### WORK REQUEST
Work through the entries below line by line and give the number of lines with the string "last", nothing else.

### INFORMATION GIVEN
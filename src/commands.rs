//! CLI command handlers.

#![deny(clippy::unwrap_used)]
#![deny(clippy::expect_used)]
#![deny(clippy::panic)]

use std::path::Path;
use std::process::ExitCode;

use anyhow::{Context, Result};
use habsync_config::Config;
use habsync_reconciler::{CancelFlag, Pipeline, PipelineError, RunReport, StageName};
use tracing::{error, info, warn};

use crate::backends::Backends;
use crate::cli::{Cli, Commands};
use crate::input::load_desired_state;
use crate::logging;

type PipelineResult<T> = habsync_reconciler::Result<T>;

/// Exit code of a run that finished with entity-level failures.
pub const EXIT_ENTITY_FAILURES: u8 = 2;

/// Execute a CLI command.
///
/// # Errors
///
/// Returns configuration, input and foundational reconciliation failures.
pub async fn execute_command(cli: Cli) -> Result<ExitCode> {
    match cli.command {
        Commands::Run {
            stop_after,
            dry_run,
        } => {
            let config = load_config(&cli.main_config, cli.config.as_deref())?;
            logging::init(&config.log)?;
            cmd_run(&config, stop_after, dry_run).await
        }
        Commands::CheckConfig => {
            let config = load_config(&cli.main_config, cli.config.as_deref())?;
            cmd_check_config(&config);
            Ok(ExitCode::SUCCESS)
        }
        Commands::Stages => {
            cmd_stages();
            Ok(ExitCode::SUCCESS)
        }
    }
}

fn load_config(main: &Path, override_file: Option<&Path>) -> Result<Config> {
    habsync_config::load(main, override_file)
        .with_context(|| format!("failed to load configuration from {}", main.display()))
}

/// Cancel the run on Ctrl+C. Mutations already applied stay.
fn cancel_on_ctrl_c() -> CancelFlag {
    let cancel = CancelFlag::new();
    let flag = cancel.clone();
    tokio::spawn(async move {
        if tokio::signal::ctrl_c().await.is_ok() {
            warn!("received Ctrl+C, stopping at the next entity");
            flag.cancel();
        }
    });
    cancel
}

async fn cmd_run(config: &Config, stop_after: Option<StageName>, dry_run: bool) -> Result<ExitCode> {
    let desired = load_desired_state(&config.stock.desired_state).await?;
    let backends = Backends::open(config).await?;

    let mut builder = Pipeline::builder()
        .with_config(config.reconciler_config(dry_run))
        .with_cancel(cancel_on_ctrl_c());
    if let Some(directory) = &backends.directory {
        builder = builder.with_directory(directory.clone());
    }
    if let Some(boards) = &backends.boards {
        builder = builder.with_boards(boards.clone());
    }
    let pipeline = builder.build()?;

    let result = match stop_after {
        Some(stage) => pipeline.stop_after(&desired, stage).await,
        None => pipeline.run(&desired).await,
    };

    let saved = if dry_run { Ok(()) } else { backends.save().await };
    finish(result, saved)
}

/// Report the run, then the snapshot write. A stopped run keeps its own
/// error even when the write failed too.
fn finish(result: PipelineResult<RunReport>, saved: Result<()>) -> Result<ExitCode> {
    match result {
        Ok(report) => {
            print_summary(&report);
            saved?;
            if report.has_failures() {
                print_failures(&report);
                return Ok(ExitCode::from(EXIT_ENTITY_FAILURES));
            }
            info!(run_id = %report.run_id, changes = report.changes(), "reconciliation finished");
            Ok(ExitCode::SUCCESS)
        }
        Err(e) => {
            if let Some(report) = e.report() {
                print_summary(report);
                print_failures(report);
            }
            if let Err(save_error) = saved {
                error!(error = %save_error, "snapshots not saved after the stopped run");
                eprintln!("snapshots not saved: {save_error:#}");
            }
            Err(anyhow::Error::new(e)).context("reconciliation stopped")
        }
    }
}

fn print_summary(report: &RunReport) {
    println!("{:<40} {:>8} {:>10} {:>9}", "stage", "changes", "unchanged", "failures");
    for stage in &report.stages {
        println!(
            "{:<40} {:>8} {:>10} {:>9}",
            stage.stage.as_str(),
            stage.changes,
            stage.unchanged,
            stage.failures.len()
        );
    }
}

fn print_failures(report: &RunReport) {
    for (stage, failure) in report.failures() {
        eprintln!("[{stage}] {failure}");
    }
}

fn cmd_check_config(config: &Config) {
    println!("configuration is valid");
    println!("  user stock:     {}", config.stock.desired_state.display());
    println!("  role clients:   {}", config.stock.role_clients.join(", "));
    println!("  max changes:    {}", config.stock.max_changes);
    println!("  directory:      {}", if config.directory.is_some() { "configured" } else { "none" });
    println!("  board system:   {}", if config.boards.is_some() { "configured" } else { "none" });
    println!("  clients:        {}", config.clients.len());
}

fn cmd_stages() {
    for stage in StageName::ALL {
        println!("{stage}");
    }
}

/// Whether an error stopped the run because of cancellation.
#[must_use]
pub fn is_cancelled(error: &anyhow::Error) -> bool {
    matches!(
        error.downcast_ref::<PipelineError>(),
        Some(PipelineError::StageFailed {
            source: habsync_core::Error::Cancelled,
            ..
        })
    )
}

* * *

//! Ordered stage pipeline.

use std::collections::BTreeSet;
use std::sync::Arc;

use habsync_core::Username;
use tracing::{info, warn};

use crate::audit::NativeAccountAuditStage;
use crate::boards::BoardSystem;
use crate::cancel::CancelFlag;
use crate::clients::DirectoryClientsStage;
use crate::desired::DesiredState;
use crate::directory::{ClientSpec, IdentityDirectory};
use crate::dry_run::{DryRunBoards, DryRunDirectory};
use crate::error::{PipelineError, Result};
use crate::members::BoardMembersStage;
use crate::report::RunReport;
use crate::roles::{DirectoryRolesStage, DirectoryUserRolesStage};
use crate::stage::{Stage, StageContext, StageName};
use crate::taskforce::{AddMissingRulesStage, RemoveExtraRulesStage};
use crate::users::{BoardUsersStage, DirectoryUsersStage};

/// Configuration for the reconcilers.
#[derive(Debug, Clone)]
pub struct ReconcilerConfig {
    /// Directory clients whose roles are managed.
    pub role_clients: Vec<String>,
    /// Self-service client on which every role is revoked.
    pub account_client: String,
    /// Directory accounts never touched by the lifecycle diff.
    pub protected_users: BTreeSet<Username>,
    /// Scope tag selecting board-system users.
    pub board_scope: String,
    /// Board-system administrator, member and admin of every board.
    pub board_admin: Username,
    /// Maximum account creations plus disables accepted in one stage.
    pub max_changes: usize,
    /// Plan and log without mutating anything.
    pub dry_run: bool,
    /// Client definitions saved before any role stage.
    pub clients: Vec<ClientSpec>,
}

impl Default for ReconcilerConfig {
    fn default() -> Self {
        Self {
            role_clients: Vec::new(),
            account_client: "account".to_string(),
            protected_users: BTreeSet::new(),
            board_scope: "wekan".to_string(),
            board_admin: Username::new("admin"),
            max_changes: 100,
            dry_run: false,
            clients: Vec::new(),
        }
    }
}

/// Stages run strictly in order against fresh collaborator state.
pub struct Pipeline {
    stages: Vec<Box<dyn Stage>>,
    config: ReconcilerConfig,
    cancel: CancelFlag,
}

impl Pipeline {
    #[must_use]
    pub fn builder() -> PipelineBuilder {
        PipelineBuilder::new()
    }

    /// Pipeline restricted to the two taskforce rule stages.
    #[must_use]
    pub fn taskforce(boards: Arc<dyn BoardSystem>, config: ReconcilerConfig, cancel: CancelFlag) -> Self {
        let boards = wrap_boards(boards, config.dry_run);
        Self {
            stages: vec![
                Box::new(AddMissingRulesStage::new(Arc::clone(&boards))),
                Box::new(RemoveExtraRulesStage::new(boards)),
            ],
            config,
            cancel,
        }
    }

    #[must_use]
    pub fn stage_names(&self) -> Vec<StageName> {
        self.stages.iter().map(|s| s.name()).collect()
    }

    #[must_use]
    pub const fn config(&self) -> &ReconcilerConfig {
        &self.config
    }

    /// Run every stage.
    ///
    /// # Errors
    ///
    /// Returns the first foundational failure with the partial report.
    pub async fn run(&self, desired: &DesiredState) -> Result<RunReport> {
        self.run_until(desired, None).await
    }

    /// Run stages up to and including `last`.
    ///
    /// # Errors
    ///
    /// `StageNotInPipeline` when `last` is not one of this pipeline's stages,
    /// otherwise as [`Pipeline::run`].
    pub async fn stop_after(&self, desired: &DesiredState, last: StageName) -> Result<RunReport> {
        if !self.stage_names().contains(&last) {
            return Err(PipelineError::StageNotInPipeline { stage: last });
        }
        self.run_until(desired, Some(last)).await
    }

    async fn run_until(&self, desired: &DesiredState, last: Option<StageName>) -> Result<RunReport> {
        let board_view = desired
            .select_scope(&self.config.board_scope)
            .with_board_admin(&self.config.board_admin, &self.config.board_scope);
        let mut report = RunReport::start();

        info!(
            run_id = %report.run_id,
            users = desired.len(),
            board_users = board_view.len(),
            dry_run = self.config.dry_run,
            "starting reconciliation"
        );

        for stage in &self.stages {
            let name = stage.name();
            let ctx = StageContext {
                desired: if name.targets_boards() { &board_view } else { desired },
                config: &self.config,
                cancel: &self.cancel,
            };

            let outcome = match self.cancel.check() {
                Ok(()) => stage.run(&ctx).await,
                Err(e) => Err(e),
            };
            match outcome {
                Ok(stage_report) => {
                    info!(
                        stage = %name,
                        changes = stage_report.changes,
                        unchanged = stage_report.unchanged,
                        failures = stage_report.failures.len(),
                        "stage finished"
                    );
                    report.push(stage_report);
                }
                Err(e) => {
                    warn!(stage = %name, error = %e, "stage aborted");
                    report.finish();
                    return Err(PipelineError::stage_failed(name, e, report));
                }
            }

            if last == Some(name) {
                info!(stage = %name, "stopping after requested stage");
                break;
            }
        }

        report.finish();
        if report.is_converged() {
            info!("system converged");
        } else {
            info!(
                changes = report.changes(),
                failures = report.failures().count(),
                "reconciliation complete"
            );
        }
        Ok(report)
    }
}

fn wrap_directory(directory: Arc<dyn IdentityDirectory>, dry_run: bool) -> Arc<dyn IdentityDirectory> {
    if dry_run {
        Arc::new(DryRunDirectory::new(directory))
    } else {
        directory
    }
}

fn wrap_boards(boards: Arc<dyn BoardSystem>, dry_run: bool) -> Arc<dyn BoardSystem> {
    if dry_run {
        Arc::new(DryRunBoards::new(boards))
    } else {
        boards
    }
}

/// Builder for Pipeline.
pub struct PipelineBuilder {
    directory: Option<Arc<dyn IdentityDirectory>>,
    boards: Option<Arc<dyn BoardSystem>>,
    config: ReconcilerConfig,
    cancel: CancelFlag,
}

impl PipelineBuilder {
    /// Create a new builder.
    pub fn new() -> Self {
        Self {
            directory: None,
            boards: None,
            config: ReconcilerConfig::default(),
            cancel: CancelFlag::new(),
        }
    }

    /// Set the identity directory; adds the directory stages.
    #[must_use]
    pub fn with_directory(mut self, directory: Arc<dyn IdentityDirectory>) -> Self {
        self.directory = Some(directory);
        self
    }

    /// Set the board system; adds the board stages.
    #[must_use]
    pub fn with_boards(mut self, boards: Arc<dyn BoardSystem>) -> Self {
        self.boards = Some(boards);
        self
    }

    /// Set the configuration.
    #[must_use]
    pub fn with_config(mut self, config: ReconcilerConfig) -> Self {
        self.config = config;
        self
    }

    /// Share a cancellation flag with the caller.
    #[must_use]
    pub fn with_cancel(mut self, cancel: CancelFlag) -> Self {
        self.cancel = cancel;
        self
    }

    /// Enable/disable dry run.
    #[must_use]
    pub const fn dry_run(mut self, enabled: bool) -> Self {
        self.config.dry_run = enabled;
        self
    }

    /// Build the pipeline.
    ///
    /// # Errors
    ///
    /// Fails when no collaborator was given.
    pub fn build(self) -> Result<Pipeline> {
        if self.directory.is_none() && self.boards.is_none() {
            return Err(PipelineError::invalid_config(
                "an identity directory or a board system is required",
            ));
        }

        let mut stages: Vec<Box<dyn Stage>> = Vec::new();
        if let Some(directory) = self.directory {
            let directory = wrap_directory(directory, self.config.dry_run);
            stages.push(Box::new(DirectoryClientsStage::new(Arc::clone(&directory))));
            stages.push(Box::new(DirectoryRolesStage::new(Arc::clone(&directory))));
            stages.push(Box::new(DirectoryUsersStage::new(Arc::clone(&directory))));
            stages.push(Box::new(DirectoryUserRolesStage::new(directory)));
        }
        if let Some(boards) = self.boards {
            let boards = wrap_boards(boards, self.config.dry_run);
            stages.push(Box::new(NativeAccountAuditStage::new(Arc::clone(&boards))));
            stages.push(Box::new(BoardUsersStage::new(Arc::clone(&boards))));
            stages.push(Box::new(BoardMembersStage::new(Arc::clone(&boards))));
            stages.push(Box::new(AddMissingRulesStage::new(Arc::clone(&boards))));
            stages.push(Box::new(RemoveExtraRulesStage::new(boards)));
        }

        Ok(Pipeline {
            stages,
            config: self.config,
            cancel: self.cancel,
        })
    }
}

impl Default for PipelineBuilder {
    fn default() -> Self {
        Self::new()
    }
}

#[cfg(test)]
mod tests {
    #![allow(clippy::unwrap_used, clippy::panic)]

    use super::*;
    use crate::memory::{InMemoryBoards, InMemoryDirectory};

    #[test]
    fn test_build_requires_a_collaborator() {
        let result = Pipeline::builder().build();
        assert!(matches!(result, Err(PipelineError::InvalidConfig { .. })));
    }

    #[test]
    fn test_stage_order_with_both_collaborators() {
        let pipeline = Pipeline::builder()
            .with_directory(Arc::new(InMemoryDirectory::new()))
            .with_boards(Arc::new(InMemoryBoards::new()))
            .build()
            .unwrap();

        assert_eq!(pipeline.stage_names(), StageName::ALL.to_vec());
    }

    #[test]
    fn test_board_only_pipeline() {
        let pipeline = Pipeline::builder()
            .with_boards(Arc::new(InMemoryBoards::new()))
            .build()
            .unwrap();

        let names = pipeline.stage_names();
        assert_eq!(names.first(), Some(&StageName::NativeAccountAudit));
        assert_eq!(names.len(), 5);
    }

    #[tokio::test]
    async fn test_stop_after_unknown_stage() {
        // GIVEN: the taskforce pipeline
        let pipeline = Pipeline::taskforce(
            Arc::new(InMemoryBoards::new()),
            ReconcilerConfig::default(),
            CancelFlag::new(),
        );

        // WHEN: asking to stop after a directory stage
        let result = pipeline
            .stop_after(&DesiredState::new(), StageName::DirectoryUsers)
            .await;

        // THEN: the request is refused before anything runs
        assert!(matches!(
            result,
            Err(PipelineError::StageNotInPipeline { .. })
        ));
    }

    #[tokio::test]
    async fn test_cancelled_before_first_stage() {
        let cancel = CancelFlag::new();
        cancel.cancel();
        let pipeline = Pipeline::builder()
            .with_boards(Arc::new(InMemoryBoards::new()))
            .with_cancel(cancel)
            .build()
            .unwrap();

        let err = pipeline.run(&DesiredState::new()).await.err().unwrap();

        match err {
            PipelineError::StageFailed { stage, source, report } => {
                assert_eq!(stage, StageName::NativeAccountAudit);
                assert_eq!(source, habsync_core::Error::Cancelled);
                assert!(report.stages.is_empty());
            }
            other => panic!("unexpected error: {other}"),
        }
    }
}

### WRITTEN SOLUTION
8